#### ACTIVITY
Among the records below, find the lines that contain "started" and copy each of them.

#### EXTRACTED INFORMATION
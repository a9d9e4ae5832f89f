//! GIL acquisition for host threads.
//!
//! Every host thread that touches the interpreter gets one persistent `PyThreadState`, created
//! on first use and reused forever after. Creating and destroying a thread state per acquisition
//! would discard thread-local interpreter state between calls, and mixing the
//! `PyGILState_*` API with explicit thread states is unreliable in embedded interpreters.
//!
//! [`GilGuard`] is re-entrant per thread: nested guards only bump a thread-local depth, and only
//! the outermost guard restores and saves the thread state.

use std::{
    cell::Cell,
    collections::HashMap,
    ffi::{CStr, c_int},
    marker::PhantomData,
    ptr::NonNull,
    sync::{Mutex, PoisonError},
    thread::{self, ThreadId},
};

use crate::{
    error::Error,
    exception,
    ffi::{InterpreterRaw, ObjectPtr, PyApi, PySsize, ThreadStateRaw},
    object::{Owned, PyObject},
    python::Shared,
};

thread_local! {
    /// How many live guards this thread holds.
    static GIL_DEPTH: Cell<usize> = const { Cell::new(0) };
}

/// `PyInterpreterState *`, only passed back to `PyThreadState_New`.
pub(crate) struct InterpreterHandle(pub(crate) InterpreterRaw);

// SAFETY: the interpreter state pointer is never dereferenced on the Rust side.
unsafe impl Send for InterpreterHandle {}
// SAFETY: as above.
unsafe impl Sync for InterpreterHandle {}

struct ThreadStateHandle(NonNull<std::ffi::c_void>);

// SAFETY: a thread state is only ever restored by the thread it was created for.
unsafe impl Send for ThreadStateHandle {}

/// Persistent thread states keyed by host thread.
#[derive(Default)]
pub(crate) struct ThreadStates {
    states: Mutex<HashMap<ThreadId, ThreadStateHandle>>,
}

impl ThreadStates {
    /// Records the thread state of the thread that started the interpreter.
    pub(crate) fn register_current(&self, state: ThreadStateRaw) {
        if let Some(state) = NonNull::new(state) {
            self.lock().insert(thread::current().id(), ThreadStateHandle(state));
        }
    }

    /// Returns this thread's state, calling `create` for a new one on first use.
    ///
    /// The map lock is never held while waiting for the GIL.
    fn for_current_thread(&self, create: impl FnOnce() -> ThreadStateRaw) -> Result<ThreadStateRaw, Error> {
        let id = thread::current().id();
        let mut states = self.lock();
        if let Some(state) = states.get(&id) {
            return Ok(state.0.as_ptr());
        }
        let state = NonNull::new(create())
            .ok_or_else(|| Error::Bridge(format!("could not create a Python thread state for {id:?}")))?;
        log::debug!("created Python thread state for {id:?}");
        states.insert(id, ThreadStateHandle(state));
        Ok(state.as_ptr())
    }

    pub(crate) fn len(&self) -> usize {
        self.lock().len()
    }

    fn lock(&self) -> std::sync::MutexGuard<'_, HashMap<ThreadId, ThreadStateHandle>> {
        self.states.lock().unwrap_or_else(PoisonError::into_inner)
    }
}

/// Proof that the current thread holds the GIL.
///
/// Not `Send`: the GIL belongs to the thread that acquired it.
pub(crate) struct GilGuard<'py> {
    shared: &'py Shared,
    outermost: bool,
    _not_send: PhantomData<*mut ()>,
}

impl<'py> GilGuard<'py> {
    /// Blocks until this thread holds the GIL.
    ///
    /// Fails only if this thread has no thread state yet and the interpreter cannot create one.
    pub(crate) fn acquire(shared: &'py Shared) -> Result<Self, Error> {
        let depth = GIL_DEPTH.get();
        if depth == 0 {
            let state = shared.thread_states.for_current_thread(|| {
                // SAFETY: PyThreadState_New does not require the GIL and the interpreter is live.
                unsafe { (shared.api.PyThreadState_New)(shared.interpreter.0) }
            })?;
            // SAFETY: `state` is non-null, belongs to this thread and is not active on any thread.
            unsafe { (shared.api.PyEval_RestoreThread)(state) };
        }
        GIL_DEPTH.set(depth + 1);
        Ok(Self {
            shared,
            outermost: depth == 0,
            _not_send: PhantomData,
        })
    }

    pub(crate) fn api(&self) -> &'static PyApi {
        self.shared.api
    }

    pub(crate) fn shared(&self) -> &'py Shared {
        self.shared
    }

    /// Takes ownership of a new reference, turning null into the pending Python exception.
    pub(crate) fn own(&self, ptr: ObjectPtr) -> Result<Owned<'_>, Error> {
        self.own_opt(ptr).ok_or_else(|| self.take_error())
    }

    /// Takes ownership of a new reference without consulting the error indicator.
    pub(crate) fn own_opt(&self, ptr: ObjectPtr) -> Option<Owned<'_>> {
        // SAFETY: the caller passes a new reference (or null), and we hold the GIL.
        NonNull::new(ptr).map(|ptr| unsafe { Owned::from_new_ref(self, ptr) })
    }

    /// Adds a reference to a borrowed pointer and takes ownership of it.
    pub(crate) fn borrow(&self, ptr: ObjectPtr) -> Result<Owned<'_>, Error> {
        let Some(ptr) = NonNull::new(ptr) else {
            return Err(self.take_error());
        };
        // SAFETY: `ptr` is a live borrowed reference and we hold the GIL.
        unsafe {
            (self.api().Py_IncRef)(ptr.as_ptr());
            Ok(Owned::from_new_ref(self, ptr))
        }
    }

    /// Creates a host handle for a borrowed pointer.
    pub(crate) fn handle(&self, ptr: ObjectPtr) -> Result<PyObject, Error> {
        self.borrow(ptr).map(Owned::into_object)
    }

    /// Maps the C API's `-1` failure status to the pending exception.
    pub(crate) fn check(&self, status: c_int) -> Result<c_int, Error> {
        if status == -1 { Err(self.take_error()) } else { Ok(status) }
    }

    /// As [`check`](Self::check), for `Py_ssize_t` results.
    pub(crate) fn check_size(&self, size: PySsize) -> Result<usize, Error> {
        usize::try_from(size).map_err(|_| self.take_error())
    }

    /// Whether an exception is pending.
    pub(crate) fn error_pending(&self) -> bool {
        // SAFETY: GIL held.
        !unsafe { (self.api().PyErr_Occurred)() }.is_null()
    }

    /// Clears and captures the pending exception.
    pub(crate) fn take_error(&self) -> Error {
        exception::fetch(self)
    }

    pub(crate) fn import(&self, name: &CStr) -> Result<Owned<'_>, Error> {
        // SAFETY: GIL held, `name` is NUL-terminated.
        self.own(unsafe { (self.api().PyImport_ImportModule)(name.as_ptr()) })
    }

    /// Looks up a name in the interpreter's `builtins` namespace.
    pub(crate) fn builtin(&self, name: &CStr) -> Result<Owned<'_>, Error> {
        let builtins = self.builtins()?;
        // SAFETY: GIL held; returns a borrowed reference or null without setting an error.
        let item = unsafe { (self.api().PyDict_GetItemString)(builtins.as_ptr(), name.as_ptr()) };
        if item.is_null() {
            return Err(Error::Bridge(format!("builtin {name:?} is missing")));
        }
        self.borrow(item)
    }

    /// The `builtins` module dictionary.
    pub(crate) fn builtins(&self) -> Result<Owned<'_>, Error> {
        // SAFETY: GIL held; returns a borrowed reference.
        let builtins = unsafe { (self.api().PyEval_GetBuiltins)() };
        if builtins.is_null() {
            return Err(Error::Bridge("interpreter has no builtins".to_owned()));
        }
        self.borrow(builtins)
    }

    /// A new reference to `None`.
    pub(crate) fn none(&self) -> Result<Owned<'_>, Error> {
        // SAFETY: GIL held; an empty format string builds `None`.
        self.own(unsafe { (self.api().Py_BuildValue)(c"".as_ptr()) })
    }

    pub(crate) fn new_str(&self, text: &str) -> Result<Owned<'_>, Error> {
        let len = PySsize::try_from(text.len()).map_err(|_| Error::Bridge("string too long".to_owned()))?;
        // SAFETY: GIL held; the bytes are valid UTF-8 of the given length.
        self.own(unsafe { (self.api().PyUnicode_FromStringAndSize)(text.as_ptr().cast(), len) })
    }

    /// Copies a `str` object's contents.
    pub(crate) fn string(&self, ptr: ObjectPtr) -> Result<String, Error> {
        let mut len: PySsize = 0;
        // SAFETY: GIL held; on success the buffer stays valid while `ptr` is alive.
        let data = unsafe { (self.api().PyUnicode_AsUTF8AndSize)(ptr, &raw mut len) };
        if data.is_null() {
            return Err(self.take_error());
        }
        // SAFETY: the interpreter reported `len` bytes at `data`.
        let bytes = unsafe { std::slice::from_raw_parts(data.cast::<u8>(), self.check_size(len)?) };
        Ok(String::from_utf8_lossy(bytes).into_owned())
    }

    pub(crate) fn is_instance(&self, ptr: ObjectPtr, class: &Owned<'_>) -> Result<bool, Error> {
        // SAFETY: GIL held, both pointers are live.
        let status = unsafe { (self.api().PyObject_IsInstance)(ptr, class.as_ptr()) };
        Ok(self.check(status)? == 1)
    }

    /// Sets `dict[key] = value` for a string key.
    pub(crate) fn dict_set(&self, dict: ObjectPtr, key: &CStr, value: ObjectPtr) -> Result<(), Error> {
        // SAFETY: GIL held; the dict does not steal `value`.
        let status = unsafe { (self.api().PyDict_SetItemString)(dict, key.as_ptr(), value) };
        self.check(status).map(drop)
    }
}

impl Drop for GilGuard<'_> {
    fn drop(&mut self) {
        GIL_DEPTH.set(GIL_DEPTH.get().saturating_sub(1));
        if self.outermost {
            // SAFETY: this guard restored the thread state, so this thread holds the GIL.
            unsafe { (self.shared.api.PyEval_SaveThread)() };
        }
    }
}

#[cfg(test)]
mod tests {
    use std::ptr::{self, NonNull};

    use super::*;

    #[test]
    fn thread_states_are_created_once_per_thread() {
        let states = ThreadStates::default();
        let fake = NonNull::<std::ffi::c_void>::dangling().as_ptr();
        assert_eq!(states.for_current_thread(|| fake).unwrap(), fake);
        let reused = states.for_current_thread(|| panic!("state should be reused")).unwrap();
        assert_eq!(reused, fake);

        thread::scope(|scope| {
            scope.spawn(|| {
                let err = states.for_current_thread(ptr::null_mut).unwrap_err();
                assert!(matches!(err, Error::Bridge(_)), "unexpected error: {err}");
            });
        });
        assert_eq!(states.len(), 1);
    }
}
* * *
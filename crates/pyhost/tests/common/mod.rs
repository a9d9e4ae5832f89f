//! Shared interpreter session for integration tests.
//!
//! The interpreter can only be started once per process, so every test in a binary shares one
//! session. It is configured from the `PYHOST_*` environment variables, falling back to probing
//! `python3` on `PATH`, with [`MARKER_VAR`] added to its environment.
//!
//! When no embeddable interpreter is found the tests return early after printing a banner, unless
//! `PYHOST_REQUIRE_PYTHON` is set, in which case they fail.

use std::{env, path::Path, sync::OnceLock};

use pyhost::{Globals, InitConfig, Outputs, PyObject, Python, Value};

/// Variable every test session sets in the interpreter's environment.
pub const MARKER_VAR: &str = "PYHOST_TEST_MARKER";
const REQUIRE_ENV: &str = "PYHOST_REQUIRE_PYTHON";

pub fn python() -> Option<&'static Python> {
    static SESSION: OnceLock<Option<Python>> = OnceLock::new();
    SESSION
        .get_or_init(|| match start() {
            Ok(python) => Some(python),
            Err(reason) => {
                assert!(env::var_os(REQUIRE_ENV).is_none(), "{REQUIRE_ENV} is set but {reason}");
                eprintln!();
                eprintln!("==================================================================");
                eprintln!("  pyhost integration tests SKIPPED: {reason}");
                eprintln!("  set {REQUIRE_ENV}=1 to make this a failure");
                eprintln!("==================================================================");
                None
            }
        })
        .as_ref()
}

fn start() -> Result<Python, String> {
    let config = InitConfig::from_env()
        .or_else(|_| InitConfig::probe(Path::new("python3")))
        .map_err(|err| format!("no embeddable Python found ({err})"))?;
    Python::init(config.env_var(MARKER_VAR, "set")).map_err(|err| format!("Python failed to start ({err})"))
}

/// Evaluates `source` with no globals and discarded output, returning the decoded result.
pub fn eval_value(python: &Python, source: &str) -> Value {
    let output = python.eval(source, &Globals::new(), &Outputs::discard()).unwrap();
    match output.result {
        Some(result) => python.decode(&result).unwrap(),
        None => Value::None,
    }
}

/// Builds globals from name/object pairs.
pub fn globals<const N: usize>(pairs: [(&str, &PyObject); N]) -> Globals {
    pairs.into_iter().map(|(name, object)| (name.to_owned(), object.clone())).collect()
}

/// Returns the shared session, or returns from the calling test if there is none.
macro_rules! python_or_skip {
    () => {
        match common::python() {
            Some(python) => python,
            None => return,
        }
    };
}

#### COMPLETED EXERCISE
    /// Records the thread state of the thread that started the interpreter.
//! The interpreter can only be started once per process, so every test in a binary shares one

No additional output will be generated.